We've all been around for a while, most of us since the 1950s, some of us from the 1940s. Times have certainly changed, for the country and the world -- and for ourselves as well.
I need to credit Apache Dug for the idea of this post. He recently wrote a post on Bob Newhart and along the way mentioned that he loves the 1970s, or more precisely he said, "for me, the '70s are gold."
Personally, the '70s was not my favorite decade. Okay, there were some great TV shows like All in the Family and Roots . . . and Bob Newhart. But otherwise, honestly, there was also Vietnam, Watergate, gas lines . . . bellbottoms and bad music.
So looking back, we've all seen some good times and bad times. I sometimes think that the best time in my own life was when I was in junior high (now known as middle school ... don't ask me why they changed the name). I remember those days fondly. I had a great group of friends. My family lived in a nice house in a great neighborhood. I even got my first girlfriend. They were innocent times for me, before my brother got sick, before we had to move to a new town where I didn't know anyone, before I felt the slings and arrows of high school.
But my favorite decade, I think, was the 1990s. I was doing well at work, getting promotions and making good money. My wife and I were getting along (we got divorced in the following decade). We had a nice house, and I worked close to home, so I didn't have a long commute and I was able to watch my kids grow up -- I went to a lot of their swim meets, tennis matches, school concerts, class plays.
I recently read that the last time the polls showed a majority of Americans thought our country was "headed in the right direction" was in the 1990s -- for several years under President Clinton.

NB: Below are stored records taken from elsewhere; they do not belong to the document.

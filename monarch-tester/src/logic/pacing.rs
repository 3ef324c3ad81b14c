//! Wall-clock pacing: how much of a day or night one fixed-delay tick covers.

use std::time::Duration;

use monarch_game::DayPhase;
use monarch_game::constants::NIGHT_TO_DAY_RATIO;

pub const TICK_DELAY_MS: u64 = 50;
pub const DAY_LENGTH_SECONDS: f64 = 100.0;

/// Fixed-delay clock translating real time into phase fractions.
#[derive(Debug, Clone, Copy, PartialEq)]
pub struct Pacing {
    pub tick_delay: Duration,
    pub day_length: Duration,
}

impl Default for Pacing {
    fn default() -> Self {
        Self {
            tick_delay: Duration::from_millis(TICK_DELAY_MS),
            day_length: Duration::from_secs_f64(DAY_LENGTH_SECONDS),
        }
    }
}

impl Pacing {
    /// Real-time length of `phase`.
    #[must_use]
    pub fn phase_length(&self, phase: DayPhase) -> Duration {
        match phase {
            DayPhase::Day => self.day_length,
            DayPhase::Night => self.day_length.mul_f64(NIGHT_TO_DAY_RATIO),
        }
    }

    /// Fraction of `phase` covered by one tick.
    #[must_use]
    pub fn tick_fraction(&self, phase: DayPhase) -> f64 {
        let length = self.phase_length(phase).as_secs_f64();
        if length <= 0.0 {
            return 1.0;
        }
        self.tick_delay.as_secs_f64() / length
    }

    /// Ticks needed for one whole day and night.
    #[must_use]
    pub fn ticks_per_cycle(&self) -> u64 {
        num_ticks(self.tick_fraction(DayPhase::Day)) + num_ticks(self.tick_fraction(DayPhase::Night))
    }
}

fn num_ticks(fraction: f64) -> u64 {
    // Absorb rounding in the fraction before taking the ceiling.
    let value = (1.0 / fraction - 1e-9).ceil();
    if value.is_finite() && value > 0.0 {
        // Bounded by the ratio of two durations, far below u64::MAX.
        value as u64
    } else {
        0
    }
}

#[cfg(test)]
mod tests {
    use super::*;

    #[test]
    fn default_pacing_gives_two_thousand_day_ticks() {
        let pacing = Pacing::default();
        assert!((pacing.tick_fraction(DayPhase::Day) - 0.0005).abs() < 1e-12);
        let night = pacing.tick_fraction(DayPhase::Night);
        assert!((night - 0.0005 / 0.666).abs() < 1e-12);
        assert_eq!(pacing.ticks_per_cycle(), 2000 + 1332);
    }

    #[test]
    fn zero_length_days_end_in_one_tick() {
        let pacing = Pacing {
            tick_delay: Duration::from_millis(10),
            day_length: Duration::ZERO,
        };
        assert!((pacing.tick_fraction(DayPhase::Night) - 1.0).abs() < f64::EPSILON);
    }
}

Since then the only time a majority thought things were going right was for a brief time under President Bush after 9/11. Ever after, it's all been all downhill.
Back in the 1990s people seemed more civilized, less polarized. They weren't as nasty and hateful. Or so it seems to me anyway. And then there's the capper. The '70s had Newhart, true. But the '90s had Seinfeld. As well as The X-Files, The Simpsons, Twin Peaks, the list goes on. And movies like Fargo, Schindler's List, Saving Private Ryan, Jurassic Park.
One last thing. Today in 2021 we pay $148.50 a month for Medicare Part B. Back in 1991 the Part B monthly premium was a $29.90. Wouldn't you like to pay $29.90 again? So if the 2020s turn out anything like the 1990s, I'd be okay with that!